*** Opening of GIVEN RECORDS ***

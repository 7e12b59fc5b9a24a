//! Star report: repository star totals from the GraphQL API
//!
//! Writes a Markdown summary and appends one JSON line per run to a history
//! file. Unlike the daily update, any API failure here is fatal.

use crate::errors::{CodeyError, Result};
use crate::github::models::{StarRepoNode, StarUserData};
use crate::github::GitHubApi;
use crate::render::write_artifact;
use chrono::{DateTime, Utc};
use serde::{Deserialize, Serialize};
use serde_json::json;
use std::fmt;
use std::fs::{self, OpenOptions};
use std::io::Write as _;
use std::path::Path;
use std::sync::Arc;
use tracing::{debug, info};

const REPOSITORIES_QUERY: &str = "query($login: String!, $isFork: Boolean!, $cursor: String) {
  user(login: $login) {
    repositories(first: 100, after: $cursor, privacy: PUBLIC, isFork: $isFork, ownerAffiliations: OWNER) {
      nodes { name stargazerCount isArchived isDisabled isLocked owner { login } }
      pageInfo { hasNextPage endCursor }
    }
  }
}";

const TOP_REPOS: usize = 10;
const DEFAULT_REPO_NAME: &str = "Codey";

/// Every public repository of `login`, forks or non-forks, following the cursor
pub async fn fetch_repositories<A: GitHubApi + ?Sized>(
    api: &A,
    login: &str,
    is_fork: bool,
) -> Result<Vec<StarRepoNode>> {
    let mut repos = Vec::new();
    let mut cursor: Option<String> = None;

    loop {
        let variables = json!({ "login": login, "isFork": is_fork, "cursor": cursor });
        let data: StarUserData = serde_json::from_value(api.graphql(REPOSITORIES_QUERY, variables).await?)
            .map_err(|e| CodeyError::parse(format!("Unexpected repositories payload: {e}")))?;

        let connection = data
            .user
            .ok_or_else(|| CodeyError::GraphQlError(Arc::new(format!("User '{login}' not found"))))?
            .repositories;
        repos.extend(connection.nodes);

        match connection.page_info.end_cursor {
            Some(next) if connection.page_info.has_next_page => cursor = Some(next),
            _ => break,
        }
    }

    debug!("Fetched {} {} repositories for {}", repos.len(), if is_fork { "forked" } else { "own" }, login);
    Ok(repos)
}

/// Repositories owned by one login, split by availability and sorted by stars
#[derive(Debug, Clone, Default, PartialEq)]
pub struct RepoGroup {
    pub active: Vec<StarRepoNode>,
    pub archived: Vec<StarRepoNode>,
}

impl RepoGroup {
    /// Keep only repos owned by `login`; archived, disabled and locked ones are set aside
    pub fn split(repos: Vec<StarRepoNode>, login: &str) -> Self {
        let (mut archived, mut active): (Vec<_>, Vec<_>) = repos
            .into_iter()
            .filter(|repo| repo.owner.login == login)
            .partition(StarRepoNode::is_inactive);

        active.sort_by(|a, b| b.stargazer_count.cmp(&a.stargazer_count));
        archived.sort_by(|a, b| b.stargazer_count.cmp(&a.stargazer_count));
        Self { active, archived }
    }

    pub fn active_stars(&self) -> u64 {
        self.active.iter().map(|r| r.stargazer_count).sum()
    }

    pub fn archived_stars(&self) -> u64 {
        self.archived.iter().map(|r| r.stargazer_count).sum()
    }

    pub fn zero_stars(&self) -> usize {
        self.active.iter().filter(|r| r.stargazer_count == 0).count()
    }

    pub fn starred(&self) -> Vec<&StarRepoNode> {
        self.active.iter().filter(|r| r.stargazer_count > 0).collect()
    }
}

#[derive(Debug, Clone, PartialEq)]
pub struct StarSummary {
    pub username: String,
    pub repo_name: String,
    pub own: RepoGroup,
    pub fork: RepoGroup,
}

impl StarSummary {
    pub fn new(username: &str, repo_name: Option<&str>, own: Vec<StarRepoNode>, fork: Vec<StarRepoNode>) -> Self {
        Self {
            username: username.to_string(),
            repo_name: repo_name.unwrap_or(DEFAULT_REPO_NAME).to_string(),
            own: RepoGroup::split(own, username),
            fork: RepoGroup::split(fork, username),
        }
    }

    /// Active forks per active own repo, rounded to two decimals
    pub fn fork_ratio(&self) -> f64 {
        let ratio = self.fork.active.len() as f64 / self.own.active.len().max(1) as f64;
        (ratio * 100.0).round() / 100.0
    }

    pub fn own_stars(&self) -> u64 {
        self.own.active_stars() + self.own.archived_stars()
    }

    /// Own stars plus stars on active forks
    pub fn grand_total(&self) -> u64 {
        self.own_stars() + self.fork.active_stars()
    }
}

pub fn fork_ratio_verdict(ratio: f64) -> &'static str {
    if ratio > 5.0 {
        "SPAM FOLLOWER DETECTED"
    } else if ratio > 2.0 {
        "high — lots of forks"
    } else if ratio < 0.5 {
        "low — original builder"
    } else {
        "clean"
    }
}

fn repo_table(out: &mut fmt::Formatter<'_>, repos: &[&StarRepoNode]) -> fmt::Result {
    if repos.is_empty() {
        return writeln!(out, "_None_\n");
    }
    writeln!(out, "| Repository | Stars |")?;
    writeln!(out, "|---|---|")?;
    for repo in repos {
        writeln!(out, "| {} | {} |", repo.name, repo.stargazer_count)?;
    }
    writeln!(out)
}

fn details(out: &mut fmt::Formatter<'_>, summary: &str, repos: &[&StarRepoNode]) -> fmt::Result {
    writeln!(out, "<details>")?;
    writeln!(out, "<summary>{summary}</summary>\n")?;
    repo_table(out, repos)?;
    writeln!(out, "</details>\n")
}

fn write_markdown(out: &mut fmt::Formatter<'_>, s: &StarSummary, generated: &str) -> fmt::Result {
    let (own, fork) = (&s.own, &s.fork);
    let ratio = s.fork_ratio();
    let home = format!("https://github.com/{}/{}", s.username, s.repo_name);

    writeln!(out, "# Codey Star Report — {}\n", s.username)?;
    writeln!(out, "![](https://github.com/{}.png?size=80)\n", s.username)?;
    writeln!(out, "> Generated: {generated}  ")?;
    writeln!(out, "> Powered by [Codey]({home})\n")?;
    writeln!(out, "---\n")?;

    writeln!(out, "<details>")?;
    writeln!(out, "<summary>Summary</summary>\n")?;
    writeln!(out, "| | Active | Archived | Total |")?;
    writeln!(out, "|---|---|---|---|")?;
    writeln!(
        out,
        "| Own Repos | {} | {} | {} |",
        own.active.len(),
        own.archived.len(),
        own.active.len() + own.archived.len()
    )?;
    writeln!(
        out,
        "| Own Stars | {} | {} | {} |",
        own.active_stars(),
        own.archived_stars(),
        s.own_stars()
    )?;
    writeln!(
        out,
        "| Forks | {} | {} | {} |",
        fork.active.len(),
        fork.archived.len(),
        fork.active.len() + fork.archived.len()
    )?;
    writeln!(
        out,
        "| Fork Stars | {} | {} | {} |",
        fork.active_stars(),
        fork.archived_stars(),
        fork.active_stars() + fork.archived_stars()
    )?;
    writeln!(out, "| **Grand Total Stars** | | | **{}** |\n", s.grand_total())?;
    writeln!(out, "- Fork Ratio: {} — {}", ratio, fork_ratio_verdict(ratio))?;
    writeln!(out, "- Repos with 0 stars: {}", own.zero_stars())?;
    writeln!(out, "\n</details>\n")?;

    let top: Vec<&StarRepoNode> = own.active.iter().take(TOP_REPOS).collect();
    details(out, "Top 10 Repos", &top)?;
    details(out, "All Own Repos", &own.starred())?;

    if !own.archived.is_empty() {
        let archived: Vec<&StarRepoNode> = own.archived.iter().collect();
        details(out, "Archived Repos", &archived)?;
    }

    let starred_forks = fork.starred();
    if !starred_forks.is_empty() {
        details(out, "Forked Repos with Stars", &starred_forks)?;
    }

    writeln!(out, "---")?;
    writeln!(out, "> Stars are just the surface.")?;
    writeln!(
        out,
        "> [Meet my Codey]({home}) — it tracks commits, streaks, code quality and brutally judges my dev life. Daily."
    )
}

struct Markdown<'a> {
    summary: &'a StarSummary,
    generated: String,
}

impl fmt::Display for Markdown<'_> {
    fn fmt(&self, f: &mut fmt::Formatter<'_>) -> fmt::Result {
        write_markdown(f, self.summary, &self.generated)
    }
}

/// Render `CODEY_STAR_REPORT.md`
pub fn render_markdown(summary: &StarSummary, now: DateTime<Utc>) -> String {
    Markdown {
        summary,
        generated: now.format("%Y-%m-%d %H:%M UTC").to_string(),
    }
    .to_string()
}

#[derive(Debug, Clone, PartialEq, Serialize, Deserialize)]
pub struct TopRepo {
    pub name: String,
    pub stars: u64,
}

/// One line of the append-only run history
#[derive(Debug, Clone, PartialEq, Serialize, Deserialize)]
pub struct HistoryRecord {
    pub date: String,
    pub run_utc: String,
    pub username: String,
    pub own_active: usize,
    pub own_archived: usize,
    pub own_stars_active: u64,
    pub own_stars_archived: u64,
    pub own_stars_total: u64,
    pub own_zero_stars: usize,
    pub fork_active: usize,
    pub fork_stars: u64,
    pub fork_ratio: f64,
    pub grand_total_stars: u64,
    pub top10: Vec<TopRepo>,
}

impl HistoryRecord {
    pub fn new(summary: &StarSummary, now: DateTime<Utc>) -> Self {
        Self {
            date: now.format("%Y-%m-%d").to_string(),
            run_utc: now.format("%Y-%m-%d %H:%M UTC").to_string(),
            username: summary.username.clone(),
            own_active: summary.own.active.len(),
            own_archived: summary.own.archived.len(),
            own_stars_active: summary.own.active_stars(),
            own_stars_archived: summary.own.archived_stars(),
            own_stars_total: summary.own_stars(),
            own_zero_stars: summary.own.zero_stars(),
            fork_active: summary.fork.active.len(),
            fork_stars: summary.fork.active_stars(),
            fork_ratio: summary.fork_ratio(),
            grand_total_stars: summary.grand_total(),
            top10: summary
                .own
                .active
                .iter()
                .take(TOP_REPOS)
                .map(|repo| TopRepo {
                    name: repo.name.clone(),
                    stars: repo.stargazer_count,
                })
                .collect(),
        }
    }
}

/// Append one JSON line to the history file, creating it if needed
pub fn append_history(path: &Path, record: &HistoryRecord) -> Result<()> {
    if let Some(parent) = path.parent().filter(|p| !p.as_os_str().is_empty()) {
        fs::create_dir_all(parent)?;
    }

    let line = serde_json::to_string(record)?;
    let mut file = OpenOptions::new().create(true).append(true).open(path)?;
    writeln!(file, "{line}")?;
    Ok(())
}

/// Fetch, summarise and write both star-report artifacts
pub async fn run<A: GitHubApi + ?Sized>(
    api: &A,
    username: &str,
    repo_name: Option<&str>,
    report_path: &Path,
    history_path: &Path,
    now: DateTime<Utc>,
) -> Result<StarSummary> {
    info!("Collecting star stats for {}", username);
    let own = fetch_repositories(api, username, false).await?;
    let fork = fetch_repositories(api, username, true).await?;
    let summary = StarSummary::new(username, repo_name, own, fork);

    info!(
        "Own: {} repos, {} stars; forks: {} repos, {} stars; total {} stars",
        summary.own.active.len(),
        summary.own.active_stars(),
        summary.fork.active.len(),
        summary.fork.active_stars(),
        summary.grand_total()
    );

    write_artifact(report_path, &render_markdown(&summary, now))?;
    append_history(history_path, &HistoryRecord::new(&summary, now))?;
    info!("Star report written to {:?}, history appended to {:?}", report_path, history_path);

    Ok(summary)
}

*** Close of GIVEN RECORDS ***

• WORK REQUEST
In the answer, give the lines from the first line of the data through the line with "use crate::render::write_artifact;", exactly as they appear and with no additions.

• RESULT
repository 7e12b59fc5b9a24a
//! Star report: repository star totals from the GraphQL API
//!
//! Writes a Markdown summary and appends one JSON line per run to a history
//! file. Unlike the daily update, any API failure here is fatal.

use crate::errors::{CodeyError, Result};
use crate::github::models::{StarRepoNode, StarUserData};
use crate::github::GitHubApi;
use crate::render::write_artifact;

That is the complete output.